Early differentiation of magmatic iron meteorite parent bodies from Mn-Cr chronometry

TL;DR

This study uses Mn-Cr isotopic dating to determine that magmatic iron meteorite parent bodies formed their cores within 1.5 million years after CAIs, indicating early planetary differentiation in the solar system.

Contribution

It provides new Mn-Cr model ages for magmatic iron meteorites, refining the timing of core formation and constraining the initial E53Cr of the solar system.

Findings

Core formation occurred within 1.5 Ma after CAIs.

Supports early accretion and differentiation of parent bodies.
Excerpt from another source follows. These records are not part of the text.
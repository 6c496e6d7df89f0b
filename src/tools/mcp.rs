//! Device-side tool-protocol client
//!
//! When the hello negotiates `features.mcp`, the device exposes tools over
//! the same channel as JSON-RPC payloads wrapped in `{type:"mcp", payload}`
//! frames. This client drives the initialize / tools-list handshake and
//! correlates call responses through a pending map of oneshot senders.

use anyhow::{anyhow, bail, Result};
use serde_json::{json, Value};
use std::collections::HashMap;
use std::sync::atomic::{AtomicU64, Ordering};
use tokio::sync::{oneshot, Mutex, RwLock};
use tracing::{debug, info, warn};

use crate::connection::Outbound;
use crate::providers::FunctionDescriptor;

#[derive(Debug, Clone)]
pub struct McpTool {
    pub name: String,
    pub description: String,
    pub input_schema: Value,
}

pub struct McpClient {
    outbound: tokio::sync::mpsc::Sender<Outbound>,
    next_id: AtomicU64,
    pending: Mutex<HashMap<u64, oneshot::Sender<Value>>>,
    tools: RwLock<Vec<McpTool>>,
}

impl McpClient {
    pub fn new(outbound: tokio::sync::mpsc::Sender<Outbound>) -> Self {
        Self {
            outbound,
            next_id: AtomicU64::new(1),
            pending: Mutex::new(HashMap::new()),
            tools: RwLock::new(Vec::new()),
        }
    }

    async fn send_rpc(&self, method: &str, params: Value) -> Result<oneshot::Receiver<Value>> {
        let id = self.next_id.fetch_add(1, Ordering::SeqCst);
        let (tx, rx) = oneshot::channel();
        self.pending.lock().await.insert(id, tx);

        let frame = json!({
            "type": "mcp",
            "payload": {
                "jsonrpc": "2.0",
                "id": id,
                "method": method,
                "params": params,
            }
        });
        if self.outbound.send(Outbound::Json(frame)).await.is_err() {
            self.pending.lock().await.remove(&id);
            bail!("connection closed while sending {}", method);
        }
        Ok(rx)
    }

    async fn send_notification(&self, method: &str) {
        let frame = json!({
            "type": "mcp",
            "payload": {
                "jsonrpc": "2.0",
                "method": method,
            }
        });
        let _ = self.outbound.send(Outbound::Json(frame)).await;
    }

    /// Protocol handshake; runs as a detached task after hello.
    pub async fn initialize(&self) -> Result<()> {
        let rx = self
            .send_rpc(
                "initialize",
                json!({
                    "protocolVersion": "2024-11-05",
                    "capabilities": {},
                    "clientInfo": {"name": "voxgate", "version": crate::VERSION},
                }),
            )
            .await?;
        let _ = rx.await.map_err(|_| anyhow!("initialize dropped"))?;
        self.send_notification("notifications/initialized").await;
        info!("Device tool protocol initialized");
        Ok(())
    }

    /// Ask the device for its tool list and cache it.
    pub async fn request_tools_list(&self) -> Result<()> {
        let rx = self.send_rpc("tools/list", json!({})).await?;
        let result = rx.await.map_err(|_| anyhow!("tools/list dropped"))?;

        let mut tools = Vec::new();
        if let Some(list) = result.get("tools").and_then(|t| t.as_array()) {
            for entry in list {
                let Some(name) = entry.get("name").and_then(|v| v.as_str()) else {
                    continue;
                };
                tools.push(McpTool {
                    name: name.to_string(),
                    description: entry
                        .get("description")
                        .and_then(|v| v.as_str())
                        .unwrap_or("")
                        .to_string(),
                    input_schema: entry
                        .get("inputSchema")
                        .cloned()
                        .unwrap_or(json!({"type": "object", "properties": {}})),
                });
            }
        }
        info!("Device reported {} tools", tools.len());
        *self.tools.write().await = tools;
        Ok(())
    }

    /// Route an incoming `mcp` payload from the device.
    pub async fn handle_payload(&self, payload: &Value) {
        if let Some(id) = payload.get("id").and_then(|v| v.as_u64()) {
            if payload.get("result").is_some() || payload.get("error").is_some() {
                let value = payload
                    .get("result")
                    .cloned()
                    .unwrap_or_else(|| json!({"error": payload["error"].clone()}));
                if let Some(tx) = self.pending.lock().await.remove(&id) {
                    let _ = tx.send(value);
                } else {
                    debug!("Response for unknown request id {}", id);
                }
                return;
            }
        }
        // Requests from the device (sampling, pings) are out of scope; log.
        debug!("Unhandled device tool-protocol payload: {}", payload);
    }

    pub async fn has_tool(&self, name: &str) -> bool {
        self.tools.read().await.iter().any(|t| t.name == name)
    }

    pub async fn functions(&self) -> Vec<FunctionDescriptor> {
        self.tools
            .read()
            .await
            .iter()
            .map(|t| FunctionDescriptor::new(&t.name, &t.description, t.input_schema.clone()))
            .collect()
    }

    /// Call a device tool and return its text result.
    pub async fn call_tool(&self, name: &str, arguments: Value) -> Result<String> {
        let rx = self
            .send_rpc("tools/call", json!({"name": name, "arguments": arguments}))
            .await?;
        let result = rx.await.map_err(|_| anyhow!("tool call dropped"))?;

        if let Some(error) = result.get("error") {
            bail!("device tool error: {}", error);
        }
        if result
            .get("isError")
            .and_then(|v| v.as_bool())
            .unwrap_or(false)
        {
            bail!("device tool reported failure");
        }

        let text = result
            .get("content")
            .and_then(|c| c.as_array())
            .map(|parts| {
                parts
                    .iter()
                    .filter_map(|p| p.get("text").and_then(|t| t.as_str()))
                    .collect::<Vec<_>>()
                    .join("\n")
            })
            .unwrap_or_else(|| result.to_string());
        Ok(text)
    }

    /// Fail all in-flight calls; used at teardown.
    pub async fn shutdown(&self) {
        let mut pending = self.pending.lock().await;
        if !pending.is_empty() {
            warn!("Dropping {} in-flight device tool calls", pending.len());
        }
        pending.clear();
    }
}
Refines initial E53Cr value of the solar system.

Abstract

Magmatic iron meteorite groups such as IIAB, IIIAB and IVA, represent the largest sampling of extraterrestrial core material from the earliest accreted distinct planetary bodies in the solar system. Chromium isotope compositions of chromite/daubreelite from seven samples, translated into 53Cr/52Cr model ages, provide robust time information on planetary core formation. These ages range within 1.5 Ma after formation of calcium-aluminium-rich inclusions (CAIs) and define the time of metal core formation in the respective parent bodies, assuming metal-silicate separation was an instantaneous event that induced strong chemical fractionation of Mn from the more siderophile Cr. The early core formation ages support accretion and differentiation of the magmatic iron meteorite parent bodies to have occurred prior to the chondrule formation interval. The calibration of Mn-Cr ages with established Hf-W ages of samples from the same magmatic iron meteorite groups constrains the initial E53Cr of the solar system to -0.30, and thus lower than previously estimated.